» **WHAT TO WORK ON**
Go through the data line by line. Copy each one holding the string "Internal".
#### INPUT MATERIAL
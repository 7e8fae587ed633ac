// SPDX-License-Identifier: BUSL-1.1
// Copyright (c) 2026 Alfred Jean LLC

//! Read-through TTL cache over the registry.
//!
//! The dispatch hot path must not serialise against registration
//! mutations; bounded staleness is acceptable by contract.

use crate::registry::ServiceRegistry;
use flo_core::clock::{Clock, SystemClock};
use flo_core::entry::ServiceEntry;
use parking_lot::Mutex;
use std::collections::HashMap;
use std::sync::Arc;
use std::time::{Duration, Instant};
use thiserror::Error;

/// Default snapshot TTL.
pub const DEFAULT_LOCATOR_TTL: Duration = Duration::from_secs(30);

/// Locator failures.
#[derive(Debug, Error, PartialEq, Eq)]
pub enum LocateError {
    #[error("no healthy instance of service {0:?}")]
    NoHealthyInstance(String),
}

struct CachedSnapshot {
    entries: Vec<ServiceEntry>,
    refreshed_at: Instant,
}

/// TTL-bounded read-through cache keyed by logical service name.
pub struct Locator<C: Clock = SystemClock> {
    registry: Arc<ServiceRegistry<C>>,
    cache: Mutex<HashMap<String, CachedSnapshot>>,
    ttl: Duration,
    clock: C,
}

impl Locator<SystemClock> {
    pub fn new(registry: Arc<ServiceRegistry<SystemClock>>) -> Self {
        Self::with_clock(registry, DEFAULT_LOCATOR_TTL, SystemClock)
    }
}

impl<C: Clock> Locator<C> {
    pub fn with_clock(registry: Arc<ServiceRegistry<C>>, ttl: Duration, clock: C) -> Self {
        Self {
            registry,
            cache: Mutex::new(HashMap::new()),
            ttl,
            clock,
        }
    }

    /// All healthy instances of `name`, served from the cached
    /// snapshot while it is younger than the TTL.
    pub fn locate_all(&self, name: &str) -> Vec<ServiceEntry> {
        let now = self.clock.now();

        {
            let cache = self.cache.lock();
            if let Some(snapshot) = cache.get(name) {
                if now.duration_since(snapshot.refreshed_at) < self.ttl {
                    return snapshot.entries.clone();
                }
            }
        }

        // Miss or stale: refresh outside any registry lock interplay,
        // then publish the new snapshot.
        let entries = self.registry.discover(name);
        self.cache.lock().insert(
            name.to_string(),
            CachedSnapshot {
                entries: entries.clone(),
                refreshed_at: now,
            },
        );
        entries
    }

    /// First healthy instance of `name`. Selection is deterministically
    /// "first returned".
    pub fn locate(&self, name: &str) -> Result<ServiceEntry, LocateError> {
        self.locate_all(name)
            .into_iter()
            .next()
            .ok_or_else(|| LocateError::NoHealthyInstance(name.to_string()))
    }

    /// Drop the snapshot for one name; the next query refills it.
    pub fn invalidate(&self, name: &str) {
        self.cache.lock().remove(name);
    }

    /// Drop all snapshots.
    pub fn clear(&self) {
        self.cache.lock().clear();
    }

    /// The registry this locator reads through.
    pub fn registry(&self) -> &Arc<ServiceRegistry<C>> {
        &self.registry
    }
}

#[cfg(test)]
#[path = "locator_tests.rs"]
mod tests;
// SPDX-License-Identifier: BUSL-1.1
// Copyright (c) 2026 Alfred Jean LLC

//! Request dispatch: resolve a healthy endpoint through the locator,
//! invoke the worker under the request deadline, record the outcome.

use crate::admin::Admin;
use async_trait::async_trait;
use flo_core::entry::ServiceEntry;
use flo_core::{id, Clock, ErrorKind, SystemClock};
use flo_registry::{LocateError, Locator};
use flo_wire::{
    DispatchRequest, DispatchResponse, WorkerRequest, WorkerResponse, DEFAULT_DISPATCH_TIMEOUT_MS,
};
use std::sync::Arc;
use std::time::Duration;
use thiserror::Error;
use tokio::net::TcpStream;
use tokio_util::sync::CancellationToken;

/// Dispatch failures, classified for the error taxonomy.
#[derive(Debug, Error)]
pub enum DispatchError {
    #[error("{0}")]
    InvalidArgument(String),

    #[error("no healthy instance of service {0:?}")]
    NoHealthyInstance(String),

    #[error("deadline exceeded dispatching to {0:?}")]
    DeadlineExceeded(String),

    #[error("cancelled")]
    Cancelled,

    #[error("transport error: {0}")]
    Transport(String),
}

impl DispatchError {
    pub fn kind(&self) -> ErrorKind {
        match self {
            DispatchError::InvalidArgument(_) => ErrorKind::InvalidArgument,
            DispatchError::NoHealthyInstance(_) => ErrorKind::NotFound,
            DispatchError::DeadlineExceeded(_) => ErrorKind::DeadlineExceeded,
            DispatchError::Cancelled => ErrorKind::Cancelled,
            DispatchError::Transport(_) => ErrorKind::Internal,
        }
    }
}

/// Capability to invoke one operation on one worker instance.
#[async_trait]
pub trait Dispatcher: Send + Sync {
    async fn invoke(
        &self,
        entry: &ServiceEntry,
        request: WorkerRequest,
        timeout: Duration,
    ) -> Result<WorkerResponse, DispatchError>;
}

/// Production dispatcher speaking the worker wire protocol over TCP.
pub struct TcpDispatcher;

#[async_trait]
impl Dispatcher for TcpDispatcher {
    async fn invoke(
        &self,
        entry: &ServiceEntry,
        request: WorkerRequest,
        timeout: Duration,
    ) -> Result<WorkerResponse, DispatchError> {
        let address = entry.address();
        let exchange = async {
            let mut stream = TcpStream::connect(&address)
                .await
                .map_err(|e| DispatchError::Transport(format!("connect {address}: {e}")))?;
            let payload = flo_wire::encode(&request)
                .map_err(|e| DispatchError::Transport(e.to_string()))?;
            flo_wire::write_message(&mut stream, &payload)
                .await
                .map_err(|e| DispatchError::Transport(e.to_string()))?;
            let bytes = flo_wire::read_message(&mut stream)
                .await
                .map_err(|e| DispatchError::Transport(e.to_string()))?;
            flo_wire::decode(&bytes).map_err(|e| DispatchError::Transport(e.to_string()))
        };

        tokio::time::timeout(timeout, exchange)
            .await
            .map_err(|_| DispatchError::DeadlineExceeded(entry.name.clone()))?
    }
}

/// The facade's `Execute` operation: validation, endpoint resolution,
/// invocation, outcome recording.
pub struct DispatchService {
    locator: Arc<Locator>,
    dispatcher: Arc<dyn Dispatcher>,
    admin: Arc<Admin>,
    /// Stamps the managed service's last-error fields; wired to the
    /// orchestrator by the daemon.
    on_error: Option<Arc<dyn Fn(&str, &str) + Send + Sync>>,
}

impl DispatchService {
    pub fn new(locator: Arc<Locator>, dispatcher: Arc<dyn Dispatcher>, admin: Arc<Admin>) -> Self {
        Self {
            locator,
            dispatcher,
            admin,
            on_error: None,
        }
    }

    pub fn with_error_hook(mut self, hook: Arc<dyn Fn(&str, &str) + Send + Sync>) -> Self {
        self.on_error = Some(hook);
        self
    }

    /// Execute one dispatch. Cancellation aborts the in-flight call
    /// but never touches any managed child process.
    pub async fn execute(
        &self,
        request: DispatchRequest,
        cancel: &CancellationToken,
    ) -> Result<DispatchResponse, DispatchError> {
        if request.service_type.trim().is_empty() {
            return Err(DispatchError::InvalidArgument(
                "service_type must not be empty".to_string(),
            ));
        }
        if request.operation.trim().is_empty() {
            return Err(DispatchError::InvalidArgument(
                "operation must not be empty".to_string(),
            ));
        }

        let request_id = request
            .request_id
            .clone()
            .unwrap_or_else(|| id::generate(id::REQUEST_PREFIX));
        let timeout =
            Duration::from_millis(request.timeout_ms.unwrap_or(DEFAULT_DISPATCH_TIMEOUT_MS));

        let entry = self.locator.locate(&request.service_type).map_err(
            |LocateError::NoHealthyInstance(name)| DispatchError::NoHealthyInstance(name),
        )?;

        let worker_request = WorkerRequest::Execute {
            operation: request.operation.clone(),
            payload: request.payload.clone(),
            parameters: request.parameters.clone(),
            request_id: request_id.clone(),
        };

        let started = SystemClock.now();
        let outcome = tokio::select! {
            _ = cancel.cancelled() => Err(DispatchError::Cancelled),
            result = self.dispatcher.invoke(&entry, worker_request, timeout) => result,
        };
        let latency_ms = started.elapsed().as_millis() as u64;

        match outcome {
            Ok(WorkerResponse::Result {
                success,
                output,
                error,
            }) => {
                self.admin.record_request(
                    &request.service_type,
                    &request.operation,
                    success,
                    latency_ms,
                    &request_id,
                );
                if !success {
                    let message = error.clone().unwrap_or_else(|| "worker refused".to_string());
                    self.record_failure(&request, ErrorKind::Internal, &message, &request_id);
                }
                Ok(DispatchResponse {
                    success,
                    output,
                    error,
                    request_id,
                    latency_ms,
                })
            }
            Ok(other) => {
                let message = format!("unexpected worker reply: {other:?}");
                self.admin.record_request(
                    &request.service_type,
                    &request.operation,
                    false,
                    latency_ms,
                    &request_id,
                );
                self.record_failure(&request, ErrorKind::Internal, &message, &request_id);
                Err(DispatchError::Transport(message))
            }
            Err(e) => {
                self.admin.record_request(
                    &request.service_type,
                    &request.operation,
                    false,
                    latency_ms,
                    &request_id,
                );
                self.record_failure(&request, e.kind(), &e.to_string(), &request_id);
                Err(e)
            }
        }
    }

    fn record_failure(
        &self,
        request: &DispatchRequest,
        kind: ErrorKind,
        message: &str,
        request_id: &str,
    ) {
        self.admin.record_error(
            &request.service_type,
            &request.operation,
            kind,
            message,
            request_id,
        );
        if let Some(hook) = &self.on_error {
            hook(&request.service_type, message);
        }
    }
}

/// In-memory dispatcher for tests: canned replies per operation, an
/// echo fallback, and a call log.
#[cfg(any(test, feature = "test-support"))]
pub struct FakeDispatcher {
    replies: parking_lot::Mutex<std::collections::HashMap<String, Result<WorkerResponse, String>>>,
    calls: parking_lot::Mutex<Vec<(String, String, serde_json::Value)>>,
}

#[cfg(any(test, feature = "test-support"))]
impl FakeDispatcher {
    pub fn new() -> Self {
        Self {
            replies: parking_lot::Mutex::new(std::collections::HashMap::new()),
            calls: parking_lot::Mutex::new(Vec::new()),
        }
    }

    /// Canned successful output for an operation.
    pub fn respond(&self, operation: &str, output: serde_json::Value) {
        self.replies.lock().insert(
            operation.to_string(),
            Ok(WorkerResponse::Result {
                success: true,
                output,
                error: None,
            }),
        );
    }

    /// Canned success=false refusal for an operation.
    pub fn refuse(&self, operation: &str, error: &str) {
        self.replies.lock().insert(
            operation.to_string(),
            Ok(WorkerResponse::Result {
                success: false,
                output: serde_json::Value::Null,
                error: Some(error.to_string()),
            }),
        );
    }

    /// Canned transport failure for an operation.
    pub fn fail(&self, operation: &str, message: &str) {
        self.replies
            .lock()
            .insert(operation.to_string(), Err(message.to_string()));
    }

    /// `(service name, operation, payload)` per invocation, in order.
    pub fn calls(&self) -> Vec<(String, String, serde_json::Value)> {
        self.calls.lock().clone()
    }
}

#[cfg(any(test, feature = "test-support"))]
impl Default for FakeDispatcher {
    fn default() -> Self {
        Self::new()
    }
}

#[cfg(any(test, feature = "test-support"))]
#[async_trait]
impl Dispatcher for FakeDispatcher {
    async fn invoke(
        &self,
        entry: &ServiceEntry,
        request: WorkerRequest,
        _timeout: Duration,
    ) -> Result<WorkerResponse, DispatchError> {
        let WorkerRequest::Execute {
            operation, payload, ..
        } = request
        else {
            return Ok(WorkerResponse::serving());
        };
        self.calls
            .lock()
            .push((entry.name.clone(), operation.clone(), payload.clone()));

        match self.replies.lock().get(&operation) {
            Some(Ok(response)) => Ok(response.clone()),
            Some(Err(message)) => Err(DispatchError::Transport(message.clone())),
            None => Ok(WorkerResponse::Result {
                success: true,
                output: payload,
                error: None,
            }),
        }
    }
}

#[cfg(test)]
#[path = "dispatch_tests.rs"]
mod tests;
########
» **OUTPUT OF THE EXERCISE**
            DispatchError::Transport(_) => ErrorKind::Internal,
                    self.record_failure(&request, ErrorKind::Internal, &message, &request_id);
                self.record_failure(&request, ErrorKind::Internal, &message, &request_id);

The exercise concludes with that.